impl MockCvsServer {
    /// An empty server.
    #[must_use]
    pub fn new() -> Self {
        Self::default()
    }

    /// Commit a file on the trunk.
    pub fn commit(&self, root: &str, module: &str, path: &str, content: &str, at: DateTime<Utc>) {
        let mut state = self.state.lock();
        let module_state = state.module_mut(root, module);
        let number = module_state
            .trunk_revisions
            .entry(path.to_string())
            .and_modify(|n| *n += 1)
            .or_insert(1);
        let revision = format!("1.{number}");
        module_state.head.insert(
            path.to_string(),
            FileRevision {
                content: content.to_string(),
                revision: revision.clone(),
            },
        );
        module_state.history.push(Commit {
            branch: None,
            entry: entry(path, at, revision, "commit"),
        });
    }

    /// Remove a file from the trunk.
    pub fn remove(&self, root: &str, module: &str, path: &str, at: DateTime<Utc>) {
        let mut state = self.state.lock();
        let module_state = state.module_mut(root, module);
        if module_state.head.remove(path).is_none() {
            return;
        }
        let number = module_state
            .trunk_revisions
            .entry(path.to_string())
            .and_modify(|n| *n += 1)
            .or_insert(1);
        let revision = format!("1.{number}");
        module_state.history.push(Commit {
            branch: None,
            entry: entry(path, at, revision, "remove"),
        });
    }

    /// Tag trunk files; an empty `paths` tags every live file.
    pub fn tag(&self, root: &str, module: &str, name: &str, paths: &[&str]) {
        self.snapshot(root, module, name, paths, ReferenceKind::Tag);
    }

    /// Branch from trunk files; an empty `paths` branches every live file.
    pub fn branch(&self, root: &str, module: &str, name: &str, paths: &[&str]) {
        self.snapshot(root, module, name, paths, ReferenceKind::Branch);
    }

    fn snapshot(&self, root: &str, module: &str, name: &str, paths: &[&str], kind: ReferenceKind) {
        let mut state = self.state.lock();
        let module_state = state.module_mut(root, module);
        let branch_number = 2 * (module_state.references.len() as u32 + 1);
        let files = module_state
            .head
            .iter()
            .filter(|(path, _)| paths.is_empty() || paths.contains(&path.as_str()))
            .map(|(path, file)| (path.clone(), file.clone()))
            .collect();
        module_state.references.insert(
            name.to_string(),
            Reference {
                kind,
                files,
                live_files: module_state.head.len(),
                branch_number,
            },
        );
    }

    /// Commit a file on a branch created with [`Self::branch`].
    ///
    /// # Panics
    /// Panics if the branch does not exist.
    pub fn commit_on_branch(
        &self,
        root: &str,
        module: &str,
        branch: &str,
        path: &str,
        content: &str,
        at: DateTime<Utc>,
    ) {
        let mut state = self.state.lock();
        let module_state = state.module_mut(root, module);
        let reference = module_state
            .references
            .get_mut(branch)
            .filter(|r| r.kind == ReferenceKind::Branch)
            .unwrap_or_else(|| panic!("no branch {branch} in {module}"));
        let base = module_state
            .trunk_revisions
            .get(path)
            .copied()
            .unwrap_or(1);
        // 1.N.B.M on the branch; bump M or start at 1
        let step = reference
            .files
            .get(path)
            .map(|f| f.revision.split('.').collect::<Vec<_>>())
            .filter(|parts| parts.len() == 4)
            .and_then(|parts| parts[3].parse::<u32>().ok())
            .map_or(1, |n| n + 1);
        let revision = format!("1.{base}.{}.{step}", reference.branch_number);
        reference.files.insert(
            path.to_string(),
            FileRevision {
                content: content.to_string(),
                revision: revision.clone(),
            },
        );
        module_state.history.push(Commit {
            branch: Some(branch.to_string()),
            entry: entry(path, at, revision, "branch commit"),
        });
    }

    /// Fail every call against `root`.
    pub fn fail_with(&self, root: &str, failure: MockFailure) {
        self.state.lock().roots.entry(root.to_string()).or_default().failure = Some(failure);
    }

    /// Stop failing calls against `root`.
    pub fn clear_failure(&self, root: &str) {
        if let Some(root_state) = self.state.lock().roots.get_mut(root) {
            root_state.failure = None;
        }
    }

    /// Let `count` checkouts or updates succeed, then fail the rest.
    pub fn fail_checkouts_after(&self, count: usize, failure: MockFailure) {
        self.state.lock().checkouts_before_failure = Some((count, failure));
    }

    /// Calls received so far.
    #[must_use]
    pub fn calls(&self) -> Vec<MockCall> {
        self.state.lock().calls.clone()
    }

    /// Checkout and update calls received so far.
    #[must_use]
    pub fn checkout_calls(&self) -> Vec<MockCall> {
        self.calls()
            .into_iter()
            .filter(|c| matches!(c, MockCall::Checkout { .. } | MockCall::Update { .. }))
            .collect()
    }

    /// Forget recorded calls.
    pub fn clear_calls(&self) {
        self.state.lock().calls.clear();
    }
}

impl State {
    fn module_mut(&mut self, root: &str, module: &str) -> &mut ModuleState {
        self.roots
            .entry(root.to_string())
            .or_default()
            .modules
            .entry(module.to_string())
            .or_default()
    }

    fn module(&self, root: &str, module: &str, cancel: &CancellationToken) -> Result<&ModuleState> {
        if cancel.is_cancelled() {
            return Err(VcsError::Cancelled);
        }
        let root_state = self.roots.get(root).ok_or_else(|| VcsError::RepositoryNotFound {
            root: root.to_string(),
            reason: "no such repository".to_string(),
        })?;
        if let Some(failure) = root_state.failure {
            return Err(failure.to_error(root));
        }
        root_state.modules.get(module).ok_or_else(|| VcsError::Cvs {
            message: format!("cannot find module `{module}' - ignored"),
        })
    }

    fn take_checkout_budget(&mut self, root: &str) -> Result<()> {
        match &mut self.checkouts_before_failure {
            Some((0, failure)) => Err(failure.to_error(root)),
            Some((remaining, _)) => {
                *remaining -= 1;
                Ok(())
            }
            None => Ok(()),
        }
    }
}

impl ModuleState {
    fn coverage(&self, reference: &str) -> ReferenceCoverage {
        match self.references.get(reference) {
            None => ReferenceCoverage::Missing,
            Some(r) if r.files.is_empty() && r.live_files > 0 => ReferenceCoverage::Missing,
            Some(r) if r.files.len() < r.live_files => ReferenceCoverage::Partial,
            Some(_) => ReferenceCoverage::Full,
        }
    }

    /// Files for a revision and whether HEAD filled gaps.
    fn select(
        &self,
        module: &str,
        revision: Option<&str>,
        head_fallback: bool,
    ) -> Result<(BTreeMap<String, String>, bool)> {
        let head = || -> BTreeMap<String, String> {
            self.head
                .iter()
                .map(|(p, f)| (p.clone(), f.content.clone()))
                .collect()
        };
        let Some(name) = revision else {
            return Ok((head(), false));
        };
        let tagged = || -> BTreeMap<String, String> {
            self.references
                .get(name)
                .map(|r| {
                    r.files
                        .iter()
                        .map(|(p, f)| (p.clone(), f.content.clone()))
                        .collect()
                })
                .unwrap_or_default()
        };

        match (self.coverage(name), head_fallback) {
            (ReferenceCoverage::Full, _) => Ok((tagged(), false)),
            (ReferenceCoverage::Missing, _) => {
                Err(VcsError::reference_not_found(name, module, false))
            }
            (ReferenceCoverage::Partial, false) => {
                Err(VcsError::reference_not_found(name, module, true))
            }
            (ReferenceCoverage::Partial, true) => {
                let mut files = head();
                files.extend(tagged());
                Ok((files, true))
            }
        }
    }
}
* * * *
Transcribe all of the data above, keeping each line exactly as it stands.

EXERCISE SOLUTION:
impl MockCvsServer {
    /// An empty server.
    #[must_use]
    pub fn new() -> Self {
        Self::default()
    }

    /// Commit a file on the trunk.
    pub fn commit(&self, root: &str, module: &str, path: &str, content: &str, at: DateTime<Utc>) {
        let mut state = self.state.lock();
        let module_state = state.module_mut(root, module);
        let number = module_state
            .trunk_revisions
            .entry(path.to_string())
            .and_modify(|n| *n += 1)
            .or_insert(1);
        let revision = format!("1.{number}");
        module_state.head.insert(
            path.to_string(),
            FileRevision {
                content: content.to_string(),
                revision: revision.clone(),
            },
        );
        module_state.history.push(Commit {
            branch: None,
            entry: entry(path, at, revision, "commit"),
        });
    }

    /// Remove a file from the trunk.
    pub fn remove(&self, root: &str, module: &str, path: &str, at: DateTime<Utc>) {
        let mut state = self.state.lock();
        let module_state = state.module_mut(root, module);
        if module_state.head.remove(path).is_none() {
            return;
        }
        let number = module_state
            .trunk_revisions
            .entry(path.to_string())
            .and_modify(|n| *n += 1)
            .or_insert(1);
        let revision = format!("1.{number}");
        module_state.history.push(Commit {
            branch: None,
            entry: entry(path, at, revision, "remove"),
        });
    }

    /// Tag trunk files; an empty `paths` tags every live file.
    pub fn tag(&self, root: &str, module: &str, name: &str, paths: &[&str]) {
        self.snapshot(root, module, name, paths, ReferenceKind::Tag);
    }

    /// Branch from trunk files; an empty `paths` branches every live file.
    pub fn branch(&self, root: &str, module: &str, name: &str, paths: &[&str]) {
        self.snapshot(root, module, name, paths, ReferenceKind::Branch);
    }

    fn snapshot(&self, root: &str, module: &str, name: &str, paths: &[&str], kind: ReferenceKind) {
        let mut state = self.state.lock();
        let module_state = state.module_mut(root, module);
        let branch_number = 2 * (module_state.references.len() as u32 + 1);
        let files = module_state
            .head
            .iter()
            .filter(|(path, _)| paths.is_empty() || paths.contains(&path.as_str()))
            .map(|(path, file)| (path.clone(), file.clone()))
            .collect();
        module_state.references.insert(
            name.to_string(),
            Reference {
                kind,
                files,
                live_files: module_state.head.len(),
                branch_number,
            },
        );
    }

    /// Commit a file on a branch created with [`Self::branch`].
    ///
    /// # Panics
    /// Panics if the branch does not exist.
    pub fn commit_on_branch(
        &self,
        root: &str,
        module: &str,
        branch: &str,
        path: &str,
        content: &str,
        at: DateTime<Utc>,
    ) {
        let mut state = self.state.lock();
        let module_state = state.module_mut(root, module);
        let reference = module_state
            .references
            .get_mut(branch)
            .filter(|r| r.kind == ReferenceKind::Branch)
            .unwrap_or_else(|| panic!("no branch {branch} in {module}"));
        let base = module_state
            .trunk_revisions
            .get(path)
            .copied()
            .unwrap_or(1);
        // 1.N.B.M on the branch; bump M or start at 1
        let step = reference
            .files
            .get(path)
            .map(|f| f.revision.split('.').collect::<Vec<_>>())
            .filter(|parts| parts.len() == 4)
            .and_then(|parts| parts[3].parse::<u32>().ok())
            .map_or(1, |n| n + 1);
        let revision = format!("1.{base}.{}.{step}", reference.branch_number);
        reference.files.insert(
            path.to_string(),
            FileRevision {
                content: content.to_string(),
                revision: revision.clone(),
            },
        );
        module_state.history.push(Commit {
            branch: Some(branch.to_string()),
            entry: entry(path, at, revision, "branch commit"),
        });
    }

    /// Fail every call against `root`.
    pub fn fail_with(&self, root: &str, failure: MockFailure) {
        self.state.lock().roots.entry(root.to_string()).or_default().failure = Some(failure);
    }

    /// Stop failing calls against `root`.
    pub fn clear_failure(&self, root: &str) {
        if let Some(root_state) = self.state.lock().roots.get_mut(root) {
            root_state.failure = None;
        }
    }

    /// Let `count` checkouts or updates succeed, then fail the rest.
    pub fn fail_checkouts_after(&self, count: usize, failure: MockFailure) {
        self.state.lock().checkouts_before_failure = Some((count, failure));
    }

    /// Calls received so far.
    #[must_use]
    pub fn calls(&self) -> Vec<MockCall> {
        self.state.lock().calls.clone()
    }

    /// Checkout and update calls received so far.
    #[must_use]
    pub fn checkout_calls(&self) -> Vec<MockCall> {
        self.calls()
            .into_iter()
            .filter(|c| matches!(c, MockCall::Checkout { .. } | MockCall::Update { .. }))
            .collect()
    }

    /// Forget recorded calls.
    pub fn clear_calls(&self) {
        self.state.lock().calls.clear();
    }
}

impl State {
    fn module_mut(&mut self, root: &str, module: &str) -> &mut ModuleState {
        self.roots
            .entry(root.to_string())
            .or_default()
            .modules
            .entry(module.to_string())
            .or_default()
    }

    fn module(&self, root: &str, module: &str, cancel: &CancellationToken) -> Result<&ModuleState> {
        if cancel.is_cancelled() {
            return Err(VcsError::Cancelled);
        }
        let root_state = self.roots.get(root).ok_or_else(|| VcsError::RepositoryNotFound {
            root: root.to_string(),
            reason: "no such repository".to_string(),
        })?;
        if let Some(failure) = root_state.failure {
            return Err(failure.to_error(root));
        }
        root_state.modules.get(module).ok_or_else(|| VcsError::Cvs {
            message: format!("cannot find module `{module}' - ignored"),
        })
    }

    fn take_checkout_budget(&mut self, root: &str) -> Result<()> {
        match &mut self.checkouts_before_failure {
            Some((0, failure)) => Err(failure.to_error(root)),
            Some((remaining, _)) => {
                *remaining -= 1;
                Ok(())
            }
            None => Ok(()),
        }
    }
}

impl ModuleState {
    fn coverage(&self, reference: &str) -> ReferenceCoverage {
        match self.references.get(reference) {
            None => ReferenceCoverage::Missing,
            Some(r) if r.files.is_empty() && r.live_files > 0 => ReferenceCoverage::Missing,
            Some(r) if r.files.len() < r.live_files => ReferenceCoverage::Partial,
            Some(_) => ReferenceCoverage::Full,
        }
    }

    /// Files for a revision and whether HEAD filled gaps.
    fn select(
        &self,
        module: &str,
        revision: Option<&str>,
        head_fallback: bool,
    ) -> Result<(BTreeMap<String, String>, bool)> {
        let head = || -> BTreeMap<String, String> {
            self.head
                .iter()
                .map(|(p, f)| (p.clone(), f.content.clone()))
                .collect()
        };
        let Some(name) = revision else {
            return Ok((head(), false));
        };
        let tagged = || -> BTreeMap<String, String> {
            self.references
                .get(name)
                .map(|r| {
                    r.files
                        .iter()
                        .map(|(p, f)| (p.clone(), f.content.clone()))
                        .collect()
                })
                .unwrap_or_default()
        };

        match (self.coverage(name), head_fallback) {
            (ReferenceCoverage::Full, _) => Ok((tagged(), false)),
            (ReferenceCoverage::Missing, _) => {
                Err(VcsError::reference_not_found(name, module, false))
            }
            (ReferenceCoverage::Partial, false) => {
                Err(VcsError::reference_not_found(name, module, true))
            }
            (ReferenceCoverage::Partial, true) => {
                let mut files = head();
                files.extend(tagged());
                Ok((files, true))
            }
        }
    }
}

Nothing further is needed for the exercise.